Según estimaciones del CPC, de cada cien niños entre 3 y 5 años, aproximadamente 40 están matriculados en preescolar. Esto se explica, en parte, por los niveles de pobreza del país. Según cifras del sistema de información del Departamento Nacional de Planeación, hay cerca de 1,5 millones de niños y niñas en condiciones de pobreza y vulnerabilidad, y 2 millones en este rango de edad no han podido, ni siguiera, acceder a los programas de atención a la primera infancia. ¿Cómo podrá nuestro país romper la tendencia del subdesarrollo y la baja competitividad si, desde los primeros años, a los habitantes se les niega la posibilidad de desarrollar su creatividad?
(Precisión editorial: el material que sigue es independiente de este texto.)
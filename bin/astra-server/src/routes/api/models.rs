use std::sync::Arc;

use axum::extract::State;
use axum::routing::get;
use axum::{Json, Router};
use utoipa::OpenApi;

use crate::schemas::api::ModelSummary;
use crate::state::AppState;

#[derive(OpenApi)]
#[openapi(paths(list_models), components(schemas(ModelSummary)))]
pub struct ModelsApi;

pub fn router() -> Router<Arc<AppState>> {
    Router::new().route("/models", get(list_models))
}

/// Catalog entries and whether each is loaded yet (`GET /api/models`).
#[utoipa::path(
    get,
    path = "/api/models",
    tag = "models",
    responses(
        (status = 200, description = "Model catalog", body = [ModelSummary])
    )
)]
pub async fn list_models(State(state): State<Arc<AppState>>) -> Json<Vec<ModelSummary>> {
    let registry = state.orchestrator.registry();
    let models = registry
        .catalog()
        .iter()
        .map(|descriptor| ModelSummary {
            name: descriptor.name.clone(),
            kind: descriptor.kind.tag().to_string(),
            loaded: registry.is_loaded(&descriptor.name),
            parameters: descriptor.performance.parameters.clone(),
            flops: descriptor.performance.flops.clone(),
            num_layers: descriptor.performance.num_layers,
        })
        .collect();
    Json(models)
}
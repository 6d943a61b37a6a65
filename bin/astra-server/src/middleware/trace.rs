use std::sync::Arc;
use std::time::Instant;

use axum::body::Body;
use axum::extract::{Request, State};
use axum::http::HeaderValue;
use axum::middleware::Next;
use axum::response::Response;
use tracing::{Instrument, info, info_span, warn};
use uuid::Uuid;

use crate::state::AppState;

pub static X_TRACE_ID: &str = "x-trace-id";

/// Tag every request with a trace id and log its outcome.
///
/// A valid UUID in the incoming `x-trace-id` header is reused; anything else
/// gets a fresh v4 id.  Bodies are streamed through untouched since uploads
/// and base64 payloads are large.
pub async fn trace_middleware(
    State(_state): State<Arc<AppState>>,
    mut req: Request<Body>,
    next: Next,
) -> Response {
    let start_time = Instant::now();

    let trace_id = req
        .headers()
        .get(X_TRACE_ID)
        .and_then(|v| v.to_str().ok())
        .and_then(|s| Uuid::parse_str(s).ok())
        .unwrap_or_else(Uuid::new_v4);

    let span = info_span!(
        "http_request",
        trace_id = %trace_id,
        method = %req.method(),
        path = %req.uri().path(),
    );

    async move {
        info!("→ request started");

        let header = HeaderValue::from_str(&trace_id.to_string()).ok();
        if let Some(value) = &header {
            req.headers_mut().insert(X_TRACE_ID, value.clone());
        }

        let mut response = next.run(req).await;

        if let Some(value) = header {
            response.headers_mut().insert(X_TRACE_ID, value);
        }

        let status = response.status();
        let latency_ms = start_time.elapsed().as_millis();
        if status.is_server_error() {
            warn!(status = status.as_u16(), latency_ms, "← response finished");
        } else {
            info!(status = status.as_u16(), latency_ms, "← response finished");
        }

        response
    }
    .instrument(span)
    .await
}
//! Wire-shaped prediction results.
//!
//! Field names follow the JSON contract of `/api/predict`, so these types
//! serialize straight into the response body.

use serde::Serialize;

use crate::model::{Detection, PerformanceInfo};

pub const OUT_OF_DISTRIBUTION_MESSAGE: &str = "Image is not a recognized deep space object (DSO)";

/// Result of a predict call that did not fail.
#[derive(Debug, Clone, PartialEq, Serialize)]
#[serde(untagged)]
pub enum PredictionOutcome {
    Rejected(OutOfDistribution),
    Classification(ClassificationResult),
    Detection(DetectionResult),
}

impl PredictionOutcome {
    pub fn in_distribution(&self) -> bool {
        !matches!(self, PredictionOutcome::Rejected(_))
    }
}

/// The gate short-circuited the request.
#[derive(Debug, Clone, PartialEq, Serialize)]
pub struct OutOfDistribution {
    pub message: String,
    #[serde(rename = "similarityScore")]
    pub similarity_score: f32,
    pub in_distribution: bool,
}

impl OutOfDistribution {
    pub fn new(similarity_score: f32) -> Self {
        Self {
            message: OUT_OF_DISTRIBUTION_MESSAGE.to_owned(),
            similarity_score,
            in_distribution: false,
        }
    }
}

#[derive(Debug, Clone, PartialEq, Serialize)]
pub struct ClassPrediction {
    pub class: String,
    pub probability: f32,
}

#[derive(Debug, Clone, PartialEq, Serialize)]
pub struct ClassificationResult {
    pub class: String,
    pub probability: f32,
    /// Forward-pass duration in milliseconds.
    pub inference_time: f64,
    pub model_name: String,
    pub input_size: String,
    #[serde(flatten)]
    pub performance: PerformanceInfo,
    #[serde(rename = "topPredictions")]
    pub top_predictions: Vec<ClassPrediction>,
    /// One data URI per salient layer; `""` where rendering failed.
    #[serde(rename = "activationMapUrls")]
    pub activation_map_urls: Vec<String>,
    #[serde(rename = "similarityScore")]
    pub similarity_score: Option<f32>,
    pub in_distribution: bool,
}

#[derive(Debug, Clone, PartialEq, Serialize)]
pub struct DetectionResult {
    pub model_name: String,
    pub input_size: String,
    pub inference_time: f64,
    pub detections: Vec<Detection>,
    #[serde(flatten)]
    pub performance: PerformanceInfo,
    #[serde(rename = "activationMapUrls")]
    pub activation_map_urls: Vec<String>,
    #[serde(rename = "similarityScore", skip_serializing_if = "Option::is_none")]
    pub similarity_score: Option<f32>,
    pub in_distribution: bool,
}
Si bien la cobertura en primaria es del 83% y en secundaria del 72%, en la educación media apenas llega al 40%. Es decir que más de la mitad de los jóvenes entre 16 y 17 años se quedan por fuera del sistema educativo. La tarea está quedando a medias porque hemos mejorado la escolaridad en los niveles inferiores y esperamos bajar la tasa de analfabetismo (cifra que está cerca al 5,7% y que el gobierno espera reducir a 3,2%), pero no hemos logrado que los jóvenes terminen el bachillerato. En esas condiciones, nuestra mano de obra seguirá siendo catalogada como no calificada y sus posibilidades de acceder a mejores puestos de trabajo y a mejores ingresos serán muy limitadas.
La educación para el trabajo es un elemento fundamental en el desarrollo productivo de los países. En Colombia, la cobertura en el nivel técnico y tecnológico es aún muy baja. De cada cien jóvenes entre 17 y 21 años, apenas el 10% entra al SENA y 8% a otras instituciones. Las empresas requieren de personal calificado para desarrollar actividades en las cuales se ejecutan labores concretas. En muchas ocasiones, el grado de especialización que alcanzan los trabajadores en estas labores es tal, que pueden acceder a ingresos relativamente altos, e incluso superiores a los de un trabajador con pregrado. Sin embargo, por razones culturales y sociales, los jóvenes aún no valoran este nivel de formación como una opción en su desarrollo personal. Se piensa que solo es bueno ingresar a la universidad tradicional. Esto es un error, ya que el aparato productivo demanda este tipo de trabajadores y la universidad tradicional no vería afectadas sus matrículas por el hecho de que los jóvenes ingresen a la educación técnica o tecnológica. Por el contrario, en la medida en que los jóvenes se formen, van a ver la importancia de seguir preparándose en niveles cada vez más avanzados.
Según cifras del CPC, de cada cien jóvenes entre 17 y 21 años, el 30% está matriculado en pregrado. Así, la cobertura total en educación superior está alrededor del 48%, con lo cual más de la mitad de los jóvenes en este rango de edad se quedan por fuera del sistema sin poder acceder a formación técnica, tecnológica ni profesional. Es decir, serán estructuralmente desempleados, con bajos ingresos y muy probablemente reproducirán ciclos de pobreza y marginación en las futuras generaciones. Estas cifras no son nada alentadoras si se tiene en cuenta que el otro gran reto para la competitividad del país es la generación de investigación y desarrollo, que se traduzca en mejoras de productividad y en innovación de los diferentes sectores de la economía nacional. Sin formación de pregrado, es difícil pensar que haya una proporción de la población que pueda desarrollar investigación y continuar avanzando hacia los siguientes niveles de maestría y doctorado. No se trata de que todos sean profesionales o doctores, pero sí que alcancemos, como país, niveles mínimos para generar verdaderos cambios estructurales en la competitividad de las empresas. En la región, países como Argentina, Chile y Uruguay tienen tasas de cobertura de educación superior que están por encima del setenta por ciento. En Colombia se estima que hay 180 investigadores por cada millón de habitantes, mientras que Brasil tiene cuatro veces más y Chile, siete veces más.
Alcanzar mayor prosperidad, basada en ingresos altos y calidad de vida, seguirá siendo una meta muy lejana mientras no aceleremos los cambios institucionales necesarios para lograr que la cobertura y calidad de la educación mejoren sustancialmente. Se trata, no solo de elevar el monto de presupuesto asignado a este sector, sino también de diseñar esquemas colaborativos interinstitucionales, en los cuales el Estado, los colegios, las instituciones de educación superior, las universidades y las empresas puedan interactuar de manera innovadora para llegar con educación a grupos poblacionales cada vez mayores, con programas que sean pertinentes a su contexto regional y local, y en condiciones de calidad óptimas.